With that, Apple’s success in pushing the iPhone onto China Mobile customers is leveraged on the company’s ability to convince users that the difference in price is justifiable. In itself this already sounds like a very challenging task. On top of this, though, Apple is going to be up against China’s legendary black market where users can already get ahold of various unlocked and knockoff iPhones just as easily as I can walk into a fast food restaurant and order a hamburger here in the states.
All things considered, we also have to account for the fact that if anyone in China really wanted an iPhone they could have simply switched over to China Unicom, a company that has offered the Apple iPhone for the last two years now.
As negative as all of this sounds, though, I really think that Apple is making a wise move by focusing attention in China. Because the country is often viewed as sporting “cutting edge” technology, it’s definitely foreseeable that building the iPhone around a more electronically in-touch population could easily give the iPhone even more growing room. And in all honesty, I’m sure that Apple executives are drooling over the monstrous population that uses China Mobile and the money that could be made by tapping into that market.

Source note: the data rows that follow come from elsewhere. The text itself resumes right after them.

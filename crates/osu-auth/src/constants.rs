//! osu! OAuth constants

/// Public osu! web host. The API lives under `/api/v2`, OAuth under `/oauth`.
pub const DEFAULT_HOST: &str = "https://osu.ppy.sh";

/// Token endpoint path for every grant type
pub const TOKEN_PATH: &str = "/oauth/token";

/// Authorization page the user opens for the authorization-code flow
pub const AUTHORIZE_PATH: &str = "/oauth/authorize";

/// Redirect URI registered for the application. The local callback listener
/// receives the browser redirect carrying `?code=`.
pub const REDIRECT_URI: &str = "http://127.0.0.1/api";

/// Tokens are refreshed once they are within this many seconds of expiry.
pub const REFRESH_MARGIN_SECS: f64 = 3600.0;
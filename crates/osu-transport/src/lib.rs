//! Request gating and HTTP transport for the osu! API client
//!
//! Two pieces sit between a caller and the network:
//! 1. `RateLimiter`: a token bucket refilled in whole seconds; callers loop
//!    on `try_acquire` with capped exponential backoff (`backoff_delay`)
//! 2. `TransportPool`: hands out a `reqwest::Client` per call (ad-hoc) or a
//!    shared one for the lifetime of a session (pinned), replacing a pinned
//!    client once it has been marked dead

pub mod backoff;
pub mod error;
pub mod limiter;
pub mod pool;
pub mod settings;

pub use backoff::backoff_delay;
pub use error::{Error, Result};
pub use limiter::{RateBudget, RateLimiter};
pub use pool::{TransportHandle, TransportPool};
pub use settings::TransportSettings;
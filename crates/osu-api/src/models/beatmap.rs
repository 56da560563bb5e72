use serde::{Deserialize, Serialize};

use super::enums::{Mod, RankStatus, Ruleset};

#[derive(Debug, Clone, PartialEq, Serialize, Deserialize)]
pub struct Covers {
    pub cover: String,
    #[serde(rename = "cover@2x")]
    pub cover_2x: String,
    pub card: String,
    #[serde(rename = "card@2x")]
    pub card_2x: String,
    pub list: String,
    #[serde(rename = "list@2x")]
    pub list_2x: String,
    pub slimcover: String,
    #[serde(rename = "slimcover@2x")]
    pub slimcover_2x: String,
}

#[derive(Debug, Clone, PartialEq, Serialize, Deserialize)]
pub struct Availability {
    pub download_disabled: bool,
    pub more_information: Option<String>,
}

#[derive(Debug, Clone, PartialEq, Serialize, Deserialize)]
pub struct Nominations {
    pub current: u32,
    pub required: u32,
}

#[derive(Debug, Clone, PartialEq, Serialize, Deserialize)]
pub struct Failtimes {
    pub exit: Option<Vec<u32>>,
    pub fail: Option<Vec<u32>>,
}

#[derive(Debug, Clone, PartialEq, Serialize, Deserialize)]
pub struct Beatmapset {
    pub artist: String,
    pub artist_unicode: String,
    pub covers: Covers,
    pub creator: String,
    pub favourite_count: u64,
    pub id: u64,
    pub nsfw: bool,
    pub play_count: u64,
    pub preview_url: String,
    pub source: String,
    pub status: RankStatus,
    pub title: String,
    pub title_unicode: String,
    pub user_id: u64,
    pub video: bool,

    pub offset: Option<i32>,
    pub spotlight: Option<bool>,
    pub availability: Option<Availability>,
    pub bpm: Option<f64>,
    pub nominations_summary: Option<Nominations>,
    pub ranked_date: Option<String>,
    pub submitted_date: Option<String>,
    pub tags: Option<String>,
    pub track_id: Option<u64>,
}

/// Compact beatmap (a single difficulty).
#[derive(Debug, Clone, PartialEq, Serialize, Deserialize)]
pub struct Beatmap {
    pub beatmapset_id: u64,
    pub difficulty_rating: f64,
    pub id: u64,
    pub mode: Ruleset,
    pub status: RankStatus,
    pub total_length: u32,
    pub user_id: u64,
    pub version: String,

    pub beatmapset: Option<Beatmapset>,
    pub max_combo: Option<u32>,
    pub checksum: Option<String>,
    pub failtimes: Option<Failtimes>,
}

#[derive(Debug, Clone, PartialEq, Serialize, Deserialize)]
pub struct BeatmapExtended {
    #[serde(flatten)]
    pub beatmap: Beatmap,

    pub accuracy: f64,
    pub ar: f64,
    pub convert: bool,
    pub count_circles: u32,
    pub count_sliders: u32,
    pub count_spinners: u32,
    pub cs: f64,
    pub drain: f64,
    pub hit_length: u32,
    pub is_scoreable: bool,
    pub last_updated: String,
    pub mode_int: u8,
    pub passcount: u64,
    pub playcount: u64,
    /// Numeric rank status, see `RankStatus::from_id`
    pub ranked: i8,
    pub url: String,

    pub deleted_at: Option<String>,
    pub bpm: Option<f64>,
}

/// Batch beatmap fetch; `ids` echoes the requested ids.
#[derive(Debug, Clone, PartialEq, Serialize, Deserialize)]
pub struct Beatmaps {
    pub beatmaps: Vec<BeatmapExtended>,
    pub ids: Vec<u64>,
}

/// Ruleset-specific difficulty values; fields absent for other rulesets are `None`.
#[derive(Debug, Clone, PartialEq, Serialize, Deserialize)]
pub struct BeatmapDifficultyAttributes {
    pub max_combo: u32,
    pub star_rating: f64,

    // osu
    pub aim_difficulty: Option<f64>,
    pub approach_rate: Option<f64>,
    pub flashlight_difficulty: Option<f64>,
    pub overall_difficulty: Option<f64>,
    pub slider_factor: Option<f64>,
    pub speed_difficulty: Option<f64>,
    // taiko
    pub stamina_difficulty: Option<f64>,
    pub rhythm_difficulty: Option<f64>,
    pub colour_difficulty: Option<f64>,
    pub great_hit_window: Option<f64>,
    // mania
    pub score_multiplier: Option<f64>,
}

/// Difficulty attributes plus the request inputs they were computed for.
#[derive(Debug, Clone, PartialEq, Serialize, Deserialize)]
pub struct BeatmapAttributes {
    pub attributes: BeatmapDifficultyAttributes,
    pub beatmap_id: u64,
    pub ruleset: Option<Ruleset>,
    pub ruleset_id: Option<u8>,
    pub mods: Option<Vec<Mod>>,
}
//! Token endpoint interactions
//!
//! All three grant types POST a form to `OAuthSettings::token_url()`:
//! 1. `client_credentials` for guest (app-only) tokens
//! 2. `authorization_code` to finish the interactive user flow
//! 3. `refresh_token` to renew a delegated token before it expires

use serde::{Deserialize, Serialize};
use tracing::debug;

use crate::error::{Error, Result};
use crate::settings::OAuthSettings;

/// Scope requested for guest tokens; osu! grants nothing else to
/// `client_credentials`.
const GUEST_SCOPE: &str = "public";

/// Response from the token endpoint.
///
/// `refresh_token` is only issued to delegated (user) grants.
#[derive(Debug, Deserialize, Serialize)]
pub struct TokenResponse {
    pub access_token: String,
    #[serde(default)]
    pub refresh_token: Option<String>,
    /// Seconds until the access token expires (delta, not absolute)
    #[serde(default)]
    pub expires_in: Option<u64>,
    #[serde(default)]
    pub token_type: Option<String>,
}

/// Request an app-only token with the client credentials grant.
pub async fn request_client_token(
    client: &reqwest::Client,
    settings: &OAuthSettings,
) -> Result<TokenResponse> {
    let (client_id, client_secret) = settings.client()?;
    let client_id = client_id.to_string();
    post_token_form(
        client,
        &settings.token_url(),
        "client_credentials",
        &[
            ("client_id", client_id.as_str()),
            ("client_secret", client_secret),
            ("grant_type", "client_credentials"),
            ("scope", GUEST_SCOPE),
        ],
    )
    .await
}

/// Exchange an authorization code captured from the redirect for tokens.
pub async fn exchange_code(
    client: &reqwest::Client,
    settings: &OAuthSettings,
    code: &str,
) -> Result<TokenResponse> {
    let (client_id, client_secret) = settings.client()?;
    let client_id = client_id.to_string();
    post_token_form(
        client,
        &settings.token_url(),
        "authorization_code",
        &[
            ("client_id", client_id.as_str()),
            ("client_secret", client_secret),
            ("code", code),
            ("grant_type", "authorization_code"),
            ("redirect_uri", settings.redirect_uri.as_str()),
        ],
    )
    .await
}

/// Exchange a refresh token for a new access/refresh pair.
pub async fn refresh_token(
    client: &reqwest::Client,
    settings: &OAuthSettings,
    refresh: &str,
) -> Result<TokenResponse> {
    let (client_id, client_secret) = settings.client()?;
    let client_id = client_id.to_string();
    post_token_form(
        client,
        &settings.token_url(),
        "refresh_token",
        &[
            ("client_id", client_id.as_str()),
            ("client_secret", client_secret),
            ("refresh_token", refresh),
            ("grant_type", "refresh_token"),
        ],
    )
    .await
}

async fn post_token_form(
    client: &reqwest::Client,
    url: &str,
    grant: &'static str,
    form: &[(&str, &str)],
) -> Result<TokenResponse> {
    debug!(grant, url, "requesting token");
    metrics::counter!("osu_auth_token_requests_total", "grant" => grant).increment(1);

    let response = client
        .post(url)
        .form(form)
        .send()
        .await
        .map_err(|e| Error::Http(format!("{grant} request failed: {e}")))?;

    let status = response.status();
    if !status.is_success() {
        let body = response
            .text()
            .await
            .unwrap_or_else(|_| String::from("<no body>"));

        // 401/403 means the client or refresh token was rejected outright
        if status.as_u16() == 401 || status.as_u16() == 403 {
            return Err(Error::InvalidCredentials(format!(
                "{grant} rejected ({status}): {body}"
            )));
        }

        return Err(Error::TokenExchange(format!(
            "{grant} returned {status}: {body}"
        )));
    }

    response
        .json::<TokenResponse>()
        .await
        .map_err(|e| Error::TokenExchange(format!("invalid {grant} response: {e}")))
}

On top of this, we have to consider that Apple’s recipe for success is partially based upon consumers adopting other Apple products once they get their hands on their first. This has been speculated as the reason that Apple actively develops Safari for Windows and why the company builds products that integrate so cleanly with one another. If the iPhone were to make it really big in China there isn’t a doubt in my mind that we’d see iPad and Macintosh sales follow suit soon after. Looking at Apple’s more recent introduction of retail stores in the country, this concept makes real sense.
Is it worth it? In my mind Apple’s new emphasis on the Chinese market is hands-down a venture well-worth entertaining as it has the potential to take the company to new levels in the foreign market. Will it come easy or quickly, though? Considering Apple’s late entry into the Chinese market and the current adoption of competing products, I just don’t see this being the case. After all, the Great Wall wasn’t built in a day.